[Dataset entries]
------------------------
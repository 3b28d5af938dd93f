//! Embedding cache keyed by `(content_hash, embedder_id)`.
//!
//! Consulted before calling a provider and written through on misses, so a
//! re-run over an unchanged document costs no provider calls. The index is
//! still rebuilt every run; only the vectors are reused.

use std::collections::HashMap;
use std::sync::RwLock;

use async_trait::async_trait;

use sopdesk_core::{Error, Result};

pub fn content_hash(text: &str) -> String {
    blake3::hash(text.as_bytes()).to_hex().to_string()
}

#[derive(Clone, Debug, PartialEq)]
pub struct CacheEntry {
    pub content_hash: String,
    pub embedder_id: String,
    pub vector: Vec<f32>,
}

#[async_trait]
pub trait EmbeddingCache: Send + Sync {
    /// Cached vectors for the given hashes; absent hashes are simply missing.
    async fn get_many(&self, embedder_id: &str, hashes: &[String]) -> Result<HashMap<String, Vec<f32>>>;
    async fn put_many(&self, entries: &[CacheEntry]) -> Result<()>;
}

#[derive(Default)]
pub struct MemoryEmbeddingCache {
    entries: RwLock<HashMap<(String, String), Vec<f32>>>,
}

impl MemoryEmbeddingCache {
    pub fn new() -> Self {
        Self::default()
    }

    pub fn len(&self) -> usize {
        self.entries.read().map(|m| m.len()).unwrap_or(0)
    }

    pub fn is_empty(&self) -> bool {
        self.len() == 0
    }
}

#[async_trait]
impl EmbeddingCache for MemoryEmbeddingCache {
    async fn get_many(&self, embedder_id: &str, hashes: &[String]) -> Result<HashMap<String, Vec<f32>>> {
        let entries = self.entries.read().map_err(|_| Error::Storage("embedding cache lock poisoned".into()))?;
        Ok(hashes
            .iter()
            .filter_map(|h| {
                entries
                    .get(&(h.clone(), embedder_id.to_string()))
                    .map(|v| (h.clone(), v.clone()))
            })
            .collect())
    }

    async fn put_many(&self, new_entries: &[CacheEntry]) -> Result<()> {
        let mut entries = self.entries.write().map_err(|_| Error::Storage("embedding cache lock poisoned".into()))?;
        for e in new_entries {
            entries.insert((e.content_hash.clone(), e.embedder_id.clone()), e.vector.clone());
        }
        Ok(())
    }
}

#[cfg(test)]
mod tests {
    use super::*;

    #[tokio::test]
    async fn entries_are_scoped_by_embedder() {
        let cache = MemoryEmbeddingCache::new();
        let hash = content_hash("Refunds take 5-7 business days.");
        cache
            .put_many(&[CacheEntry { content_hash: hash.clone(), embedder_id: "a".into(), vector: vec![1.0] }])
            .await
            .unwrap();

        assert_eq!(cache.get_many("a", &[hash.clone()]).await.unwrap().get(&hash), Some(&vec![1.0]));
        assert!(cache.get_many("b", &[hash]).await.unwrap().is_empty());
        assert_eq!(cache.len(), 1);
    }

    #[test]
    fn content_hash_is_stable_hex() {
        let h = content_hash("abc");
        assert_eq!(h.len(), 64);
        assert_eq!(h, content_hash("abc"));
        assert_ne!(h, content_hash("abd"));
    }
}
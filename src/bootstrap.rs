//! Fixed program prologue and epilogue.

/// Label of the halt loop that ends every program.
pub const HALT_LABEL: &str = "END";

/// Base addresses written by [`generate_init`], as `(register, address)`.
pub const INITIAL_BASES: [(&str, u16); 5] = [
    ("SP", 256),
    ("LCL", 300),
    ("ARG", 400),
    ("THIS", 3000),
    ("THAT", 3010),
];

/// Generate code that points SP and the segment base registers at their
/// initial addresses.
pub fn generate_init() -> String {
    let mut buf = String::with_capacity(128);
    for (register, address) in INITIAL_BASES {
        buf.push_str(&format!("@{address}\nD=A\n@{register}\nM=D\n"));
    }
    buf
}

/// Generate the halt block: a labelled unconditional self-jump.
pub fn generate_halt() -> String {
    format!("({HALT_LABEL})\n@{HALT_LABEL}\n0;JMP\n")
}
------------------------
**EXERCISE DIRECTIONS**
Exactly as written, please reproduce the lines from the first line of the data to the line containing "let mut entries", inclusive, and nothing else.

**REPLY TO THE EXERCISE**
repository 3b28d5af938dd93f
//! Embedding cache keyed by `(content_hash, embedder_id)`.
//!
//! Consulted before calling a provider and written through on misses, so a
//! re-run over an unchanged document costs no provider calls. The index is
//! still rebuilt every run; only the vectors are reused.

use std::collections::HashMap;
use std::sync::RwLock;

use async_trait::async_trait;

use sopdesk_core::{Error, Result};

pub fn content_hash(text: &str) -> String {
    blake3::hash(text.as_bytes()).to_hex().to_string()
}

#[derive(Clone, Debug, PartialEq)]
pub struct CacheEntry {
    pub content_hash: String,
    pub embedder_id: String,
    pub vector: Vec<f32>,
}

#[async_trait]
pub trait EmbeddingCache: Send + Sync {
    /// Cached vectors for the given hashes; absent hashes are simply missing.
    async fn get_many(&self, embedder_id: &str, hashes: &[String]) -> Result<HashMap<String, Vec<f32>>>;
    async fn put_many(&self, entries: &[CacheEntry]) -> Result<()>;
}

#[derive(Default)]
pub struct MemoryEmbeddingCache {
    entries: RwLock<HashMap<(String, String), Vec<f32>>>,
}

impl MemoryEmbeddingCache {
    pub fn new() -> Self {
        Self::default()
    }

    pub fn len(&self) -> usize {
        self.entries.read().map(|m| m.len()).unwrap_or(0)
    }

    pub fn is_empty(&self) -> bool {
        self.len() == 0
    }
}

#[async_trait]
impl EmbeddingCache for MemoryEmbeddingCache {
    async fn get_many(&self, embedder_id: &str, hashes: &[String]) -> Result<HashMap<String, Vec<f32>>> {
        let entries = self.entries.read().map_err(|_| Error::Storage("embedding cache lock poisoned".into()))?;
        Ok(hashes
            .iter()
            .filter_map(|h| {
                entries
                    .get(&(h.clone(), embedder_id.to_string()))
                    .map(|v| (h.clone(), v.clone()))
            })
            .collect())
    }

    async fn put_many(&self, new_entries: &[CacheEntry]) -> Result<()> {
        let mut entries = self.entries.write().map_err(|_| Error::Storage("embedding cache lock poisoned".into()))?;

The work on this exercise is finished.